--- Records to process Enclosed Below ---

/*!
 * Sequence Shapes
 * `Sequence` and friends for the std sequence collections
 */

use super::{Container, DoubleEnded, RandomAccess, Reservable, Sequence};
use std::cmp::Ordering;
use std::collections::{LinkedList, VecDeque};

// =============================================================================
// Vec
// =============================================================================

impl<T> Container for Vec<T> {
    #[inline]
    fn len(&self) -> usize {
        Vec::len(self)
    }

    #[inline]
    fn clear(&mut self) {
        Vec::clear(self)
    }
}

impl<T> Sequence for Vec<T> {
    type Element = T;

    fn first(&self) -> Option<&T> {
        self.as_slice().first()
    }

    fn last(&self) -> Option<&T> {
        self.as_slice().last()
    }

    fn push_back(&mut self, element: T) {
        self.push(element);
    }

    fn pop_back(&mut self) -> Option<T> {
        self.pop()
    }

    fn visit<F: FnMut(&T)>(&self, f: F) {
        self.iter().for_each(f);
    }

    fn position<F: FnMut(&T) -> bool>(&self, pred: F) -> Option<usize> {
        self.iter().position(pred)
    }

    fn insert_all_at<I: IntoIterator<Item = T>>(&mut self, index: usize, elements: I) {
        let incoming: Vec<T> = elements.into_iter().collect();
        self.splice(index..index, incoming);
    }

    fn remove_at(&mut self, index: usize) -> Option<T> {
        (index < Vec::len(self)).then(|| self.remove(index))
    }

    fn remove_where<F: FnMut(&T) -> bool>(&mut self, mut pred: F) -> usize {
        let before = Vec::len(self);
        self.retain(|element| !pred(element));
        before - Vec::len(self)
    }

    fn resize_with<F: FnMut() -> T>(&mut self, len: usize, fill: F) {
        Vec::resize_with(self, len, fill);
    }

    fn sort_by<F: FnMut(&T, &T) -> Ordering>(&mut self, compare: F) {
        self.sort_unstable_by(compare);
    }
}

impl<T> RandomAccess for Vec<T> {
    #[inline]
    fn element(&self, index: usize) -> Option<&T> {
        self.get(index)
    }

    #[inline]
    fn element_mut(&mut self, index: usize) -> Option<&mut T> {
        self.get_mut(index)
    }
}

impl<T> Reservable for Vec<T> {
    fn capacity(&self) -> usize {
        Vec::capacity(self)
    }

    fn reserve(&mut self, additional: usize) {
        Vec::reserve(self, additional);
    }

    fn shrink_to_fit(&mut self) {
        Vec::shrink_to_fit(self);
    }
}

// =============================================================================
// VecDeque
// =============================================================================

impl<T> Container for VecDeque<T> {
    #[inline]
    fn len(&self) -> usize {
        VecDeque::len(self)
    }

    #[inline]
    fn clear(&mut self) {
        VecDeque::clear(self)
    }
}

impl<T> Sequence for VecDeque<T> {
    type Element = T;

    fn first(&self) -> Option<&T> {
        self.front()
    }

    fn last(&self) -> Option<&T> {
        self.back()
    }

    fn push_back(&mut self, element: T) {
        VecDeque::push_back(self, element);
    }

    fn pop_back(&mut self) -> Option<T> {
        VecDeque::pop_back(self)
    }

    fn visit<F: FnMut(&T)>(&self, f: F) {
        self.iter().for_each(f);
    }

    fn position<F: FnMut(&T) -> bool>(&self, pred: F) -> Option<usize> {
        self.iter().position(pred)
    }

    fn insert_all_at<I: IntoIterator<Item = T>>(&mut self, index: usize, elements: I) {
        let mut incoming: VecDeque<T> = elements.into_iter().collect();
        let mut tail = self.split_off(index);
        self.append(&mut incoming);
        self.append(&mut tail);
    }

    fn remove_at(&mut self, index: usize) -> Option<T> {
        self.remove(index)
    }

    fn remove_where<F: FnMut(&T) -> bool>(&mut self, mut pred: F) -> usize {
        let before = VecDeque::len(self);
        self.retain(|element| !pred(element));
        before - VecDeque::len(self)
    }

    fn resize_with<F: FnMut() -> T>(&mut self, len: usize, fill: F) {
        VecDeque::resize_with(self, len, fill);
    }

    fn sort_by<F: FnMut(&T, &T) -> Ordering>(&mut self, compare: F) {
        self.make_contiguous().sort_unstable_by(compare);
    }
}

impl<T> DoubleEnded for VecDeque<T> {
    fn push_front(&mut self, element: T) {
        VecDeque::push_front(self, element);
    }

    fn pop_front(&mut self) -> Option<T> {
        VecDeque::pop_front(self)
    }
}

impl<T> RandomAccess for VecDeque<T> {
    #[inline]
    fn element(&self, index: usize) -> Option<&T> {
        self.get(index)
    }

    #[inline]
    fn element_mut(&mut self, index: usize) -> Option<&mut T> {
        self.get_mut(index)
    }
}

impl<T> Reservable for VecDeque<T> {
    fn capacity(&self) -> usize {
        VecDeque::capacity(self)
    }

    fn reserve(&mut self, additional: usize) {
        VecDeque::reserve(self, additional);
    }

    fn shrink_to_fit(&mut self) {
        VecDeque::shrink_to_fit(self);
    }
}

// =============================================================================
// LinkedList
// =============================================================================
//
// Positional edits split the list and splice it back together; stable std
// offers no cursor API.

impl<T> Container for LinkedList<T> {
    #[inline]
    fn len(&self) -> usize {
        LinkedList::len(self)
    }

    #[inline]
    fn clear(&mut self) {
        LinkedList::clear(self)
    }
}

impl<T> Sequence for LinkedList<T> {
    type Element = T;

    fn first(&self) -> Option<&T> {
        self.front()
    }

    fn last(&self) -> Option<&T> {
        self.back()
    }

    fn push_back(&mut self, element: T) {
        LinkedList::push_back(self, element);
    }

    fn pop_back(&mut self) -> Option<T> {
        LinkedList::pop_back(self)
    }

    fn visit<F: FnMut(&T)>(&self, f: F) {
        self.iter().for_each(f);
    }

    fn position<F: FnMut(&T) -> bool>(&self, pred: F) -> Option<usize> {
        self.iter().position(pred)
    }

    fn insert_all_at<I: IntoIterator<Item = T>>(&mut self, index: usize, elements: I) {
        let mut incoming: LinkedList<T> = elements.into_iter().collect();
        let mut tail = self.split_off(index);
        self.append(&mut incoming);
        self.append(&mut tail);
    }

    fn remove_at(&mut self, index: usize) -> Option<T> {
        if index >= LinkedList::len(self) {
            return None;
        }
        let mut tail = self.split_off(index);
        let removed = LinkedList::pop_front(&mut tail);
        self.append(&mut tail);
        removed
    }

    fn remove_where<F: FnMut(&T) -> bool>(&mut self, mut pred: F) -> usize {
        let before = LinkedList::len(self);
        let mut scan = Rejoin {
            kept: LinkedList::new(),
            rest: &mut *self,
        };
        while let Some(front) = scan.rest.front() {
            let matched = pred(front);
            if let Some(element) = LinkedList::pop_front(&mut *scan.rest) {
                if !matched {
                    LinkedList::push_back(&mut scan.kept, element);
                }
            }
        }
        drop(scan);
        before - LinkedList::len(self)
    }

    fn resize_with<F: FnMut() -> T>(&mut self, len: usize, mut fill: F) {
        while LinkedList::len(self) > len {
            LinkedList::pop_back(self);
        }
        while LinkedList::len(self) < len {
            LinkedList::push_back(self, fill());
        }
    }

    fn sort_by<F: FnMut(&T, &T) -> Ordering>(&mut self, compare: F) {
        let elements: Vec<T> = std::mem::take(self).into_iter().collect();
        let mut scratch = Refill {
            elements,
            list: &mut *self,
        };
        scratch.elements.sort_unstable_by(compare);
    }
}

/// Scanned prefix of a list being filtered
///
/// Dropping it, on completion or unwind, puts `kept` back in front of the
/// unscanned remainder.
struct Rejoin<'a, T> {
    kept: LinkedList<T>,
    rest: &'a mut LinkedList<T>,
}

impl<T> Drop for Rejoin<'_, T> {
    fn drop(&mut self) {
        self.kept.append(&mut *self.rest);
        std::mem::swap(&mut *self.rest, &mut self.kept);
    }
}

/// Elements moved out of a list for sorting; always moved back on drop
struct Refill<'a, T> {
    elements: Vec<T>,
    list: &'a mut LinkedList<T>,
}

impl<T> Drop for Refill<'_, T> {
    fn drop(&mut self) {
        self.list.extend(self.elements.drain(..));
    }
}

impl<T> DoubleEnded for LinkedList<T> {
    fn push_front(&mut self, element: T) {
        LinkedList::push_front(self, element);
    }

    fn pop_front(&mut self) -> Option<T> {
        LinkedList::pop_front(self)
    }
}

--- End of Enclosed Records to process ---
--- Records to process Enclosed Below ---

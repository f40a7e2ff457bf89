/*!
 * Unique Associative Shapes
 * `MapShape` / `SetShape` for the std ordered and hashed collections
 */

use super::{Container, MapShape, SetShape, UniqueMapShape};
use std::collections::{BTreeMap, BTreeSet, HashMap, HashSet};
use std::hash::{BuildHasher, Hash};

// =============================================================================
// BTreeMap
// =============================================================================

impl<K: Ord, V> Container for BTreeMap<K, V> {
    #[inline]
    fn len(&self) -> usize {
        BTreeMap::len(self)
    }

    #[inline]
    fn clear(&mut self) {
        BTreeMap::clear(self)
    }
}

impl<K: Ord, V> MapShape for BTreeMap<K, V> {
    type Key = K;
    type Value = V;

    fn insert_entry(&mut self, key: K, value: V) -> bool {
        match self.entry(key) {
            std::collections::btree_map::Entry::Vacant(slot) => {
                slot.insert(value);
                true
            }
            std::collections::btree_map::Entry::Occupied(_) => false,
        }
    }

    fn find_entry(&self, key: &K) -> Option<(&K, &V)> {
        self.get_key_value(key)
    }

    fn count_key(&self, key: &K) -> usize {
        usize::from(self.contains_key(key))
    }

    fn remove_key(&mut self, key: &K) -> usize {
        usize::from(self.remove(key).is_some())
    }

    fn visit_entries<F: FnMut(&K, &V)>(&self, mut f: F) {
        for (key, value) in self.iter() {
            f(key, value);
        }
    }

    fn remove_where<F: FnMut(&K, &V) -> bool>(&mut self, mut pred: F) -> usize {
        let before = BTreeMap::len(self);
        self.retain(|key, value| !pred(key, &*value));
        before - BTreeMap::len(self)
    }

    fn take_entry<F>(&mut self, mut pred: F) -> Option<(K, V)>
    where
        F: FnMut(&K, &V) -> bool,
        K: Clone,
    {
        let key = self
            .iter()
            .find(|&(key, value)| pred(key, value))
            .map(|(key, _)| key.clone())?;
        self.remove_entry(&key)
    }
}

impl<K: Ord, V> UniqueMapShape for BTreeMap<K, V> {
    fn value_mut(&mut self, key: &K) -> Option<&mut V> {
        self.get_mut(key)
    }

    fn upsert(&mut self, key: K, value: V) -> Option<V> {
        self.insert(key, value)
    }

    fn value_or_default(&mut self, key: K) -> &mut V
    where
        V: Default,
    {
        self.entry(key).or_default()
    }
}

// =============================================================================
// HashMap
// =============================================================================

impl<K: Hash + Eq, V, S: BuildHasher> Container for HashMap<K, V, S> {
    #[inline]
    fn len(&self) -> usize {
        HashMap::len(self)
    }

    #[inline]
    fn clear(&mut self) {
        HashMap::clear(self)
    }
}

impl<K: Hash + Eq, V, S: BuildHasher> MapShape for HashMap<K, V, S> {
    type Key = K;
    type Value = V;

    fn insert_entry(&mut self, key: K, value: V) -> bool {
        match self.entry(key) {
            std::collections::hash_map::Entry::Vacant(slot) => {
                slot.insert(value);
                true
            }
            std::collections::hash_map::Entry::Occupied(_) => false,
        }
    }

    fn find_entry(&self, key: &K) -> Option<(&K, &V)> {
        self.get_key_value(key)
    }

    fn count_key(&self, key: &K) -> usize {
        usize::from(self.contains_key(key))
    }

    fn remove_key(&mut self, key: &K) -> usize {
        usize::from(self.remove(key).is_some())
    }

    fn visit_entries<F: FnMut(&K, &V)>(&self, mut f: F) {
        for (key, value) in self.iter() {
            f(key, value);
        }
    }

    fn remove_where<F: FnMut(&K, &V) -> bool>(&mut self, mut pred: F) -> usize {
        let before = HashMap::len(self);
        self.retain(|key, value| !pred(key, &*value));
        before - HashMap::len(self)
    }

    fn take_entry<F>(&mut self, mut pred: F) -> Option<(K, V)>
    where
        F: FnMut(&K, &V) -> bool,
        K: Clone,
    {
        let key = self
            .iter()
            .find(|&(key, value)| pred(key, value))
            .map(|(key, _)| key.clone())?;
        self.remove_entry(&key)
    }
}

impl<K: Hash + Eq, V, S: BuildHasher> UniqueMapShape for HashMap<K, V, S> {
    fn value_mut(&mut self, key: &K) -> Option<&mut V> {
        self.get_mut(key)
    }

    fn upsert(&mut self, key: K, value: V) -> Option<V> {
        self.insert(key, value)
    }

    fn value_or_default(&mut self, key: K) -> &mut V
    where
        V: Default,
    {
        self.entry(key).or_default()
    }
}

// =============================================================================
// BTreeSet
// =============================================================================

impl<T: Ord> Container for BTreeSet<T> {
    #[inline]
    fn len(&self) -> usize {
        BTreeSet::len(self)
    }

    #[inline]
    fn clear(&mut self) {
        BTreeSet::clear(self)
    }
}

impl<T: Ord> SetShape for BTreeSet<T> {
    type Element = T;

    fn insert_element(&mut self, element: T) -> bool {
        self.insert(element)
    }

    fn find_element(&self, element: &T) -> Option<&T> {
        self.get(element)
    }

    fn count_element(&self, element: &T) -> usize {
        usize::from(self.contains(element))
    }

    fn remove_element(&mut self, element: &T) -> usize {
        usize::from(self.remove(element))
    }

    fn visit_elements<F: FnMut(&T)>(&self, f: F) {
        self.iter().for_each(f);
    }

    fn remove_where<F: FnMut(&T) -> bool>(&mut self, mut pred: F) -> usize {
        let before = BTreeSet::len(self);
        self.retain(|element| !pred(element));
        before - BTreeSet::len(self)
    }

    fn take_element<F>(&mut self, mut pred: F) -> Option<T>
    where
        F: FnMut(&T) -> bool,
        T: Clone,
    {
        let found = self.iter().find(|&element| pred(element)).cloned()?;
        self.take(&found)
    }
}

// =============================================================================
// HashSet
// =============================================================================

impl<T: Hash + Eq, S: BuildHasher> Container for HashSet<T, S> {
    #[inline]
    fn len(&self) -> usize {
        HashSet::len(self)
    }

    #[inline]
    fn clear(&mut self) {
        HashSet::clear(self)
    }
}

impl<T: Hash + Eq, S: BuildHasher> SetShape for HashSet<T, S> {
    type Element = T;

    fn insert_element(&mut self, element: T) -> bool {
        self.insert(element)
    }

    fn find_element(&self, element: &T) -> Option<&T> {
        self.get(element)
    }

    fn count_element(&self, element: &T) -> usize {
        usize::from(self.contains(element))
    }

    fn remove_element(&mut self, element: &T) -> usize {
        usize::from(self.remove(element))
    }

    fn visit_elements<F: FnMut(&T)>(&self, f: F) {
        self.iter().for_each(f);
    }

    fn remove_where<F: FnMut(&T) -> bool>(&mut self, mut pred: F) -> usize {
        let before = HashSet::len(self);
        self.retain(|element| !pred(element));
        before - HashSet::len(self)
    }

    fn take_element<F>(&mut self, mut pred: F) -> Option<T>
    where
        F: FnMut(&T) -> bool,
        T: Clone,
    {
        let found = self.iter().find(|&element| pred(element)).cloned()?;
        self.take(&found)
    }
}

--- End of Enclosed Records to process ---

_Prompt_. Scan the listing and copy every line where the string "splice" shows up.

_Answer to this task_.
        self.splice(index..index, incoming);
// Positional edits split the list and splice it back together; stable std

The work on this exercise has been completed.